■ **Prompt**: Every line below should be repeated exactly as written.

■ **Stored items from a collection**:
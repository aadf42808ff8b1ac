// Application services
// Orchestrate domain rules over the repository ports; one per aggregate

pub mod counter_service;
pub mod team_service;

pub use counter_service::CounterService;
pub use team_service::TeamService;

use crate::domain::DomainError;

/// Logs a failed service operation before it is handed back to the caller
///
/// Expected outcomes (missing records, conflicts, bad input) are warnings;
/// anything coming from the storage layer is an error.
pub(crate) fn log_failure(operation: &'static str, error: &DomainError) {
    match error {
        DomainError::Storage { .. } => tracing::error!(operation, error = %error, "Operation failed"),
        _ => tracing::warn!(operation, error = %error, "Operation rejected"),
    }
}
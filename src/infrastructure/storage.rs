use std::sync::Arc;

use sqlx::postgres::PgPoolOptions;
use sqlx::PgPool;
use thiserror::Error;

use crate::domain::repositories::{CounterRepository, TeamRepository};
use crate::infrastructure::repositories::{
    InMemoryStore, PostgresCounterRepository, PostgresTeamRepository,
};

/// Errors raised while opening the PostgreSQL backend
#[derive(Debug, Error)]
pub enum StorageSetupError {
    #[error("Failed to connect to database: {0}")]
    Connect(#[source] sqlx::Error),

    #[error("Failed to run migrations: {0}")]
    Migrate(#[from] sqlx::migrate::MigrateError),
}

/// Connects to PostgreSQL and brings the schema up to date
pub async fn connect_postgres(
    database_url: &str,
    max_connections: u32,
) -> Result<PgPool, StorageSetupError> {
    tracing::info!("Connecting to database...");
    let pool = PgPoolOptions::new()
        .max_connections(max_connections)
        .connect(database_url)
        .await
        .map_err(StorageSetupError::Connect)?;

    sqlx::migrate!("./migrations").run(&pool).await?;
    tracing::info!("Database connected and migrated");

    Ok(pool)
}

/// The pair of repositories the services run on
#[derive(Clone)]
pub struct Repositories {
    pub teams: Arc<dyn TeamRepository>,
    pub counters: Arc<dyn CounterRepository>,
}

impl Repositories {
    /// Both repositories backed by one shared in-memory store
    pub fn in_memory() -> Self {
        let store = Arc::new(InMemoryStore::new());
        Self {
            teams: store.clone(),
            counters: store,
        }
    }

    /// Both repositories backed by the given PostgreSQL pool
    pub fn postgres(pool: PgPool) -> Self {
        Self {
            teams: Arc::new(PostgresTeamRepository::new(pool.clone())),
            counters: Arc::new(PostgresCounterRepository::new(pool)),
        }
    }
}
// Team domain module
// Contains the team aggregate root, its standing on the leaderboard and value objects

#![allow(clippy::module_inception)]

pub mod team;
pub mod value_objects;

// Re-export main types for convenience
pub use team::{rank, Team, TeamStanding};
pub use value_objects::TeamName;
use std::fmt;

use thiserror::Error;
use uuid::Uuid;

/// Kind of record a domain error refers to
#[derive(Debug, Clone, Copy, PartialEq, Eq)]
pub enum EntityKind {
    Team,
    Counter,
}

impl fmt::Display for EntityKind {
    fn fmt(&self, f: &mut fmt::Formatter<'_>) -> fmt::Result {
        match self {
            EntityKind::Team => write!(f, "team"),
            EntityKind::Counter => write!(f, "counter"),
        }
    }
}

/// Errors raised by the domain, services and repositories
///
/// The API layer matches on the variant to pick a status code, so each
/// failure a caller can act on has its own variant.
#[derive(Debug, Error)]
pub enum DomainError {
    #[error("{entity} not found: {id}")]
    NotFound { entity: EntityKind, id: Uuid },

    #[error("{entity} already exists")]
    AlreadyExists { entity: EntityKind },

    #[error("Concurrency conflict on counter {id}, reload it and try again")]
    ConcurrencyConflict { id: Uuid },

    #[error("Validation error: {message}")]
    Validation { message: String },

    #[error("Storage error: {message}")]
    Storage { message: String },
}

impl DomainError {
    pub fn not_found(entity: EntityKind, id: Uuid) -> Self {
        Self::NotFound { entity, id }
    }

    pub fn already_exists(entity: EntityKind) -> Self {
        Self::AlreadyExists { entity }
    }

    pub fn validation(message: impl Into<String>) -> Self {
        Self::Validation {
            message: message.into(),
        }
    }

    pub fn storage(message: impl Into<String>) -> Self {
        Self::Storage {
            message: message.into(),
        }
    }
}

pub type DomainResult<T> = Result<T, DomainError>;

■ **Answer to the problem**:
repository aadf42808ff8b1ac
// Application services
// Orchestrate domain rules over the repository ports; one per aggregate

pub mod counter_service;
pub mod team_service;

pub use counter_service::CounterService;
pub use team_service::TeamService;

use crate::domain::DomainError;

/// Logs a failed service operation before it is handed back to the caller
///
/// Expected outcomes (missing records, conflicts, bad input) are warnings;
/// anything coming from the storage layer is an error.
pub(crate) fn log_failure(operation: &'static str, error: &DomainError) {
    match error {
        DomainError::Storage { .. } => tracing::error!(operation, error = %error, "Operation failed"),
        _ => tracing::warn!(operation, error = %error, "Operation rejected"),
    }
}
filename src/infrastructure/storage.rs
use std::sync::Arc;

use sqlx::postgres::PgPoolOptions;
use sqlx::PgPool;
use thiserror::Error;

use crate::domain::repositories::{CounterRepository, TeamRepository};
use crate::infrastructure::repositories::{
    InMemoryStore, PostgresCounterRepository, PostgresTeamRepository,
};

/// Errors raised while opening the PostgreSQL backend
#[derive(Debug, Error)]
pub enum StorageSetupError {
    #[error("Failed to connect to database: {0}")]
    Connect(#[source] sqlx::Error),

    #[error("Failed to run migrations: {0}")]
    Migrate(#[from] sqlx::migrate::MigrateError),
}

/// Connects to PostgreSQL and brings the schema up to date
pub async fn connect_postgres(
    database_url: &str,
    max_connections: u32,
) -> Result<PgPool, StorageSetupError> {
    tracing::info!("Connecting to database...");
    let pool = PgPoolOptions::new()
        .max_connections(max_connections)
        .connect(database_url)
        .await
        .map_err(StorageSetupError::Connect)?;

    sqlx::migrate!("./migrations").run(&pool).await?;
    tracing::info!("Database connected and migrated");

    Ok(pool)
}

/// The pair of repositories the services run on
#[derive(Clone)]
pub struct Repositories {
    pub teams: Arc<dyn TeamRepository>,
    pub counters: Arc<dyn CounterRepository>,
}

impl Repositories {
    /// Both repositories backed by one shared in-memory store
    pub fn in_memory() -> Self {
        let store = Arc::new(InMemoryStore::new());
        Self {
            teams: store.clone(),
            counters: store,
        }
    }

    /// Both repositories backed by the given PostgreSQL pool
    pub fn postgres(pool: PgPool) -> Self {
        Self {
            teams: Arc::new(PostgresTeamRepository::new(pool.clone())),
            counters: Arc::new(PostgresCounterRepository::new(pool)),
        }
    }
}
// Team domain module
// Contains the team aggregate root, its standing on the leaderboard and value objects

#![allow(clippy::module_inception)]

pub mod team;
pub mod value_objects;

// Re-export main types for convenience
pub use team::{rank, Team, TeamStanding};
pub use value_objects::TeamName;
use std::fmt;

use thiserror::Error;
use uuid::Uuid;

/// Kind of record a domain error refers to
#[derive(Debug, Clone, Copy, PartialEq, Eq)]
pub enum EntityKind {
    Team,
    Counter,
}

impl fmt::Display for EntityKind {
    fn fmt(&self, f: &mut fmt::Formatter<'_>) -> fmt::Result {
        match self {
            EntityKind::Team => write!(f, "team"),
            EntityKind::Counter => write!(f, "counter"),
        }
    }
}

/// Errors raised by the domain, services and repositories
///
/// The API layer matches on the variant to pick a status code, so each
/// failure a caller can act on has its own variant.
#[derive(Debug, Error)]
pub enum DomainError {
    #[error("{entity} not found: {id}")]
    NotFound { entity: EntityKind, id: Uuid },

    #[error("{entity} already exists")]
    AlreadyExists { entity: EntityKind },

    #[error("Concurrency conflict on counter {id}, reload it and try again")]
    ConcurrencyConflict { id: Uuid },

    #[error("Validation error: {message}")]
    Validation { message: String },

    #[error("Storage error: {message}")]
    Storage { message: String },
}

impl DomainError {
    pub fn not_found(entity: EntityKind, id: Uuid) -> Self {
        Self::NotFound { entity, id }
    }

    pub fn already_exists(entity: EntityKind) -> Self {
        Self::AlreadyExists { entity }
    }

    pub fn validation(message: impl Into<String>) -> Self {
        Self::Validation {
            message: message.into(),
        }
    }

    pub fn storage(message: impl Into<String>) -> Self {
        Self::Storage {
            message: message.into(),
        }
    }
}

pub type DomainResult<T> = Result<T, DomainError>;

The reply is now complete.